TASK TO COMPLETE: Your task is to copy every line below that contains the word "notIn".
BEGIN RECORDS FOR PROCESSING
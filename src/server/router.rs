//! Route building for resources and join resources
//!
//! Every resource gets the same six routes:
//! - `GET    /{resources}`       → index
//! - `GET    /{resources}/all`   → all
//! - `GET    /{resources}/{id}`  → show
//! - `POST   /{resources}`       → create
//! - `PUT    /{resources}/{id}`  → update
//! - `DELETE /{resources}/{id}`  → destroy
//!
//! Join resources get attach/detach on their own path:
//! - `POST   /{a}-{b}` → attach
//! - `DELETE /{a}-{b}` → detach

use crate::controller::resource::{ItemResponse, ListResponse, PageResponse};
use crate::controller::{RelationController, ResourceController, Serializer};
use crate::core::auth::AuthProvider;
use crate::core::error::RestResult;
use crate::core::resource::{RequestContext, Resource};
use crate::core::validation::request::{Action, RequestParts, validate_request};
use crate::server::querystring;
use crate::storage::Store;
use axum::extract::rejection::JsonRejection;
use axum::extract::{Path, RawQuery, State};
use axum::http::{HeaderMap, StatusCode};
use axum::routing::{get, post};
use axum::{Json, Router};
use serde_json::{Map, Value};
use std::sync::Arc;

#[derive(Clone)]
pub struct ResourceState {
    pub controller: Arc<ResourceController>,
    pub auth: Arc<dyn AuthProvider>,
}

#[derive(Clone)]
pub struct RelationState {
    pub controller: Arc<RelationController>,
    pub auth: Arc<dyn AuthProvider>,
}

/// Build the six CRUD routes for one resource
pub fn resource_routes(
    resource: Arc<Resource>,
    store: Arc<dyn Store>,
    serializer: Arc<Serializer>,
    auth: Arc<dyn AuthProvider>,
) -> Router {
    let base = format!("/{}", resource.table().replace('_', "-"));
    let state = ResourceState {
        controller: Arc::new(ResourceController::new(resource, store, serializer)),
        auth,
    };
    Router::new()
        .route(&base, get(index).post(create))
        .route(&format!("{base}/all"), get(all))
        .route(
            &format!("{base}/{{id}}"),
            get(show).put(update).delete(destroy),
        )
        .with_state(state)
}

/// Build the attach/detach routes for one join resource
pub fn relation_routes(
    controller: RelationController,
    auth: Arc<dyn AuthProvider>,
) -> Router {
    let path = format!("/{}", controller.definition().path);
    let state = RelationState {
        controller: Arc::new(controller),
        auth,
    };
    Router::new()
        .route(&path, post(attach).delete(detach))
        .with_state(state)
}

async fn context(
    auth: &Arc<dyn AuthProvider>,
    headers: &HeaderMap,
) -> RestResult<RequestContext> {
    Ok(RequestContext {
        principal: auth.authenticate(headers).await?,
    })
}

fn list_parts(raw: Option<String>) -> RequestParts {
    RequestParts {
        params: Map::new(),
        query: querystring::parse(raw.as_deref().unwrap_or_default()),
        body: Value::Null,
    }
}

fn id_parts(id: String, raw: Option<String>, body: Value) -> RequestParts {
    RequestParts {
        params: [("id".to_string(), Value::String(id))].into_iter().collect(),
        query: querystring::parse(raw.as_deref().unwrap_or_default()),
        body,
    }
}

fn body_value(body: Result<Json<Value>, JsonRejection>) -> Value {
    body.map(|Json(value)| value).unwrap_or(Value::Null)
}

// === Resource handlers ===

async fn index(
    State(state): State<ResourceState>,
    headers: HeaderMap,
    RawQuery(raw): RawQuery,
) -> RestResult<Json<PageResponse>> {
    let ctx = context(&state.auth, &headers).await?;
    let schemas = state.controller.resource().schemas();
    let req = validate_request(schemas.get(Action::Index), &list_parts(raw))?;
    Ok(Json(state.controller.index(&ctx, &req).await?))
}

async fn all(
    State(state): State<ResourceState>,
    headers: HeaderMap,
    RawQuery(raw): RawQuery,
) -> RestResult<Json<ListResponse>> {
    let ctx = context(&state.auth, &headers).await?;
    let schemas = state.controller.resource().schemas();
    let req = validate_request(schemas.get(Action::All), &list_parts(raw))?;
    Ok(Json(state.controller.all(&ctx, &req).await?))
}

async fn show(
    State(state): State<ResourceState>,
    headers: HeaderMap,
    Path(id): Path<String>,
    RawQuery(raw): RawQuery,
) -> RestResult<Json<ItemResponse>> {
    let ctx = context(&state.auth, &headers).await?;
    let schemas = state.controller.resource().schemas();
    let req = validate_request(schemas.get(Action::Show), &id_parts(id, raw, Value::Null))?;
    Ok(Json(state.controller.show(&ctx, &req).await?))
}

async fn create(
    State(state): State<ResourceState>,
    headers: HeaderMap,
    body: Result<Json<Value>, JsonRejection>,
) -> RestResult<(StatusCode, Json<ItemResponse>)> {
    let ctx = context(&state.auth, &headers).await?;
    let schemas = state.controller.resource().schemas();
    let parts = RequestParts {
        params: Map::new(),
        query: Value::Null,
        body: body_value(body),
    };
    let req = validate_request(schemas.get(Action::Create), &parts)?;
    let response = state.controller.create(&ctx, &req).await?;
    Ok((StatusCode::CREATED, Json(response)))
}

async fn update(
    State(state): State<ResourceState>,
    headers: HeaderMap,
    Path(id): Path<String>,
    body: Result<Json<Value>, JsonRejection>,
) -> RestResult<Json<ItemResponse>> {
    let ctx = context(&state.auth, &headers).await?;
    let schemas = state.controller.resource().schemas();
    let req = validate_request(
        schemas.get(Action::Update),
        &id_parts(id, None, body_value(body)),
    )?;
    Ok(Json(state.controller.update(&ctx, &req).await?))
}

async fn destroy(
    State(state): State<ResourceState>,
    headers: HeaderMap,
    Path(id): Path<String>,
) -> RestResult<StatusCode> {
    let ctx = context(&state.auth, &headers).await?;
    let schemas = state.controller.resource().schemas();
    let req = validate_request(schemas.get(Action::Destroy), &id_parts(id, None, Value::Null))?;
    state.controller.destroy(&ctx, &req).await?;
    Ok(StatusCode::NO_CONTENT)
}

// === Relation handlers ===

async fn attach(
    State(state): State<RelationState>,
    headers: HeaderMap,
    body: Result<Json<Value>, JsonRejection>,
) -> RestResult<(StatusCode, Json<ItemResponse>)> {
    context(&state.auth, &headers).await?;
    let schemas = &state.controller.definition().schemas;
    let parts = RequestParts {
        params: Map::new(),
        query: Value::Null,
        body: body_value(body),
    };
    let req = validate_request(schemas.get(Action::Create), &parts)?;
    let response = state.controller.create(&req).await?;
    Ok((StatusCode::CREATED, Json(response)))
}

async fn detach(
    State(state): State<RelationState>,
    headers: HeaderMap,
    body: Result<Json<Value>, JsonRejection>,
) -> RestResult<Json<ItemResponse>> {
    context(&state.auth, &headers).await?;
    let schemas = &state.controller.definition().schemas;
    let parts = RequestParts {
        params: Map::new(),
        query: Value::Null,
        body: body_value(body),
    };
    let req = validate_request(schemas.get(Action::Destroy), &parts)?;
    Ok(Json(state.controller.destroy(&req).await?))
}
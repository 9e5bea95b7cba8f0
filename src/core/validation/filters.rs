//! Dynamic filter-schema rewriting
//!
//! The declared schema for a field describes single values. Which value
//! shape a filter actually needs depends on the operator: range operators
//! take a 2-tuple, set operators an array. Rather than mutating a shared
//! schema tree per request, the expected shape is computed fresh as a pure
//! function of the immutable field schema and the operator.

use crate::core::field::{FieldSchema, FieldType};
use crate::core::filter::{Filter, FilterSet, Operator, split_filter_key};
use indexmap::IndexMap;
use serde_json::Value;

/// The value shape a filter expects after operator rewriting
#[derive(Debug, Clone, Copy)]
pub enum ValueSchema<'a> {
    /// A single value of the field's type
    Scalar(&'a FieldSchema),
    /// Exactly two values of the field's type (between/notBetween)
    Pair(&'a FieldSchema),
    /// Any number of values of the field's type (in/notIn)
    Many(&'a FieldSchema),
}

/// Decide the legal value shape for `operator` applied to a field of the
/// given schema, enforcing the operator/type compatibility rules.
pub fn filter_value_schema(
    schema: &FieldSchema,
    operator: Operator,
) -> Result<ValueSchema<'_>, String> {
    let field_type = schema.field_type();

    if operator.is_ordering() {
        if matches!(field_type, FieldType::Boolean | FieldType::String) {
            return Err(
                "Operators gt, gte, lt and lte cannot be applied to boolean or string fields"
                    .to_string(),
            );
        }
        return Ok(ValueSchema::Scalar(schema));
    }

    if operator.is_range() {
        if matches!(field_type, FieldType::Boolean | FieldType::String) {
            return Err(
                "Operators between and notBetween cannot be applied to boolean or string fields"
                    .to_string(),
            );
        }
        return Ok(ValueSchema::Pair(schema));
    }

    if operator.is_set() {
        if field_type == FieldType::Boolean {
            return Err(
                "Operators in and notIn cannot be applied to boolean fields".to_string(),
            );
        }
        return Ok(ValueSchema::Many(schema));
    }

    if operator.is_pattern() {
        if matches!(
            field_type,
            FieldType::Boolean | FieldType::Date | FieldType::Number
        ) {
            return Err(
                "Operators like and notLike cannot be applied to boolean, date or number fields"
                    .to_string(),
            );
        }
        return Ok(ValueSchema::Scalar(schema));
    }

    // eq / ne work on every field type
    Ok(ValueSchema::Scalar(schema))
}

/// Validate and coerce a raw filter value against its rewritten shape
pub fn check_filter_value(
    value_schema: ValueSchema<'_>,
    field: &str,
    raw: &Value,
) -> Result<Value, String> {
    match value_schema {
        ValueSchema::Scalar(schema) => schema.check(field, raw),
        ValueSchema::Pair(schema) => {
            let items = raw
                .as_array()
                .ok_or_else(|| format!("\"{}\" must be an array", field))?;
            if items.len() != 2 {
                return Err(format!("\"{}\" must contain 2 items", field));
            }
            check_items(schema, field, items)
        }
        ValueSchema::Many(schema) => {
            let items = raw
                .as_array()
                .ok_or_else(|| format!("\"{}\" must be an array", field))?;
            check_items(schema, field, items)
        }
    }
}

fn check_items(schema: &FieldSchema, field: &str, items: &[Value]) -> Result<Value, String> {
    let mut normalized = Vec::with_capacity(items.len());
    for (i, item) in items.iter().enumerate() {
        normalized.push(schema.check(&format!("{}[{}]", field, i), item)?);
    }
    Ok(Value::Array(normalized))
}

/// Compile a raw `filters` object into a [`FilterSet`].
///
/// Per entry: the operator suffix is validated against the fixed vocabulary
/// (hard error), the field's declared schema drives the compatibility rules
/// and value rewriting (hard errors), and unknown field names are silently
/// dropped.
pub fn validate_filters(
    filterable: &IndexMap<String, FieldSchema>,
    raw: &serde_json::Map<String, Value>,
) -> Result<FilterSet, String> {
    let mut filters = FilterSet::new();
    for (key, value) in raw {
        let (field, operator) = split_filter_key(key)?;
        let Some(schema) = filterable.get(field) else {
            continue;
        };
        let value_schema = filter_value_schema(schema, operator)?;
        let normalized = check_filter_value(value_schema, field, value)?;
        filters.push(Filter::new(field, operator, normalized));
    }
    Ok(filters)
}
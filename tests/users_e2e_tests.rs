//! End-to-end tests for the user resource: uniqueness constraints, email
//! validation and hidden-field serialization.

mod fixture;

use axum::http::StatusCode;
use serde_json::{Value, json};

#[tokio::test]
async fn test_list_never_exposes_passwords() {
    let server = fixture::seeded_server().await;
    let response = server.get("/api/v1/users").await;
    response.assert_status_ok();
    let body: Value = response.json();
    for user in body["data"].as_array().unwrap() {
        assert!(user.get("password").is_none());
        assert!(user.get("username").is_some());
    }
}

#[tokio::test]
async fn test_create_user() {
    let server = fixture::seeded_server().await;
    let response = server
        .post("/api/v1/users")
        .json(&json!({
            "name": "Rosalind Trantow",
            "username": "rosalind4",
            "password": "Y9ECfszZ",
            "email": "rosalind.trantow35@gmail.com"
        }))
        .await;
    response.assert_status(StatusCode::CREATED);
    let body: Value = response.json();
    assert_eq!(body["data"]["username"], json!("rosalind4"));
    assert!(body["data"].get("password").is_none());
}

#[tokio::test]
async fn test_create_duplicate_username_is_rejected() {
    let server = fixture::seeded_server().await;
    let response = server
        .post("/api/v1/users")
        .json(&json!({
            "name": "Someone Else",
            "username": "user01",
            "password": "Y9ECfszZ",
            "email": "fresh@example.com"
        }))
        .await;
    response.assert_status(StatusCode::BAD_REQUEST);
    let body: Value = response.json();
    assert_eq!(body, json!({"message": "username field must be unique"}));
}

#[tokio::test]
async fn test_create_duplicate_email_is_rejected() {
    let server = fixture::seeded_server().await;
    let response = server
        .post("/api/v1/users")
        .json(&json!({
            "name": "Someone Else",
            "username": "fresh-name",
            "password": "Y9ECfszZ",
            "email": "user01@example.com"
        }))
        .await;
    response.assert_status(StatusCode::BAD_REQUEST);
    let body: Value = response.json();
    assert_eq!(body, json!({"message": "email field must be unique"}));
}

#[tokio::test]
async fn test_create_invalid_email_is_rejected() {
    let server = fixture::seeded_server().await;
    let response = server
        .post("/api/v1/users")
        .json(&json!({
            "name": "Rosalind Trantow",
            "username": "rosalind4",
            "password": "Y9ECfszZ",
            "email": "Rosalind.Trantow35@gmail"
        }))
        .await;
    response.assert_status(StatusCode::BAD_REQUEST);
    let body: Value = response.json();
    assert_eq!(body, json!({"message": "\"email\" must be a valid email"}));
}

#[tokio::test]
async fn test_create_short_password_is_rejected() {
    let server = fixture::seeded_server().await;
    let response = server
        .post("/api/v1/users")
        .json(&json!({
            "name": "Rosalind Trantow",
            "username": "rosalind4",
            "password": "abc",
            "email": "rosalind@example.com"
        }))
        .await;
    response.assert_status(StatusCode::BAD_REQUEST);
    let body: Value = response.json();
    assert_eq!(
        body,
        json!({"message": "\"password\" length must be at least 6 characters long"})
    );
}

#[tokio::test]
async fn test_update_to_own_value_is_not_a_conflict() {
    let server = fixture::seeded_server().await;
    // user 1 keeps its own username and email: the self-match is excluded
    let response = server
        .put("/api/v1/users/1")
        .json(&json!({
            "name": "User 01 renamed",
            "username": "user01",
            "email": "user01@example.com"
        }))
        .await;
    response.assert_status_ok();
    let body: Value = response.json();
    assert_eq!(body["data"]["name"], json!("User 01 renamed"));
}

#[tokio::test]
async fn test_update_to_someone_elses_username_is_rejected() {
    let server = fixture::seeded_server().await;
    let response = server
        .put("/api/v1/users/2")
        .json(&json!({
            "name": "User 02",
            "username": "user01",
            "email": "user02@example.com"
        }))
        .await;
    response.assert_status(StatusCode::BAD_REQUEST);
    let body: Value = response.json();
    assert_eq!(body, json!({"message": "username field must be unique"}));
}

#[tokio::test]
async fn test_update_password_is_optional() {
    let server = fixture::seeded_server().await;
    let response = server
        .put("/api/v1/users/3")
        .json(&json!({
            "name": "User 03",
            "username": "user03",
            "email": "user03@example.com"
        }))
        .await;
    response.assert_status_ok();
}

#[tokio::test]
async fn test_unknown_body_field_is_rejected() {
    let server = fixture::seeded_server().await;
    let response = server
        .post("/api/v1/users")
        .json(&json!({
            "name": "X",
            "username": "x1",
            "password": "longenough",
            "email": "x@example.com",
            "role": "admin"
        }))
        .await;
    response.assert_status(StatusCode::BAD_REQUEST);
    let body: Value = response.json();
    assert_eq!(body, json!({"message": "\"role\" is not allowed"}));
}

#[tokio::test]
async fn test_users_include_their_articles() {
    let server = fixture::seeded_server().await;
    let response = server
        .get("/api/v1/users/1")
        .add_query_param("includes[]", "articles")
        .await;
    response.assert_status_ok();
    let body: Value = response.json();
    // Seed: user 1 owns articles 1 and 2
    let articles = body["data"]["articles"].as_array().unwrap();
    assert_eq!(articles.len(), 2);
}

#[tokio::test]
async fn test_destroy_user_cascades_to_articles() {
    let server = fixture::seeded_server().await;
    let response = server.delete("/api/v1/users/1").await;
    response.assert_status(StatusCode::NO_CONTENT);

    // user 1 owned articles 1 and 2
    let response = server.get("/api/v1/articles/1").await;
    response.assert_status(StatusCode::NOT_FOUND);
    let response = server.get("/api/v1/articles/2").await;
    response.assert_status(StatusCode::NOT_FOUND);
}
END RECORDS FOR PROCESSING
EXERCISE SOLUTION:
    /// Any number of values of the field's type (in/notIn)
                "Operators in and notIn cannot be applied to boolean fields".to_string(),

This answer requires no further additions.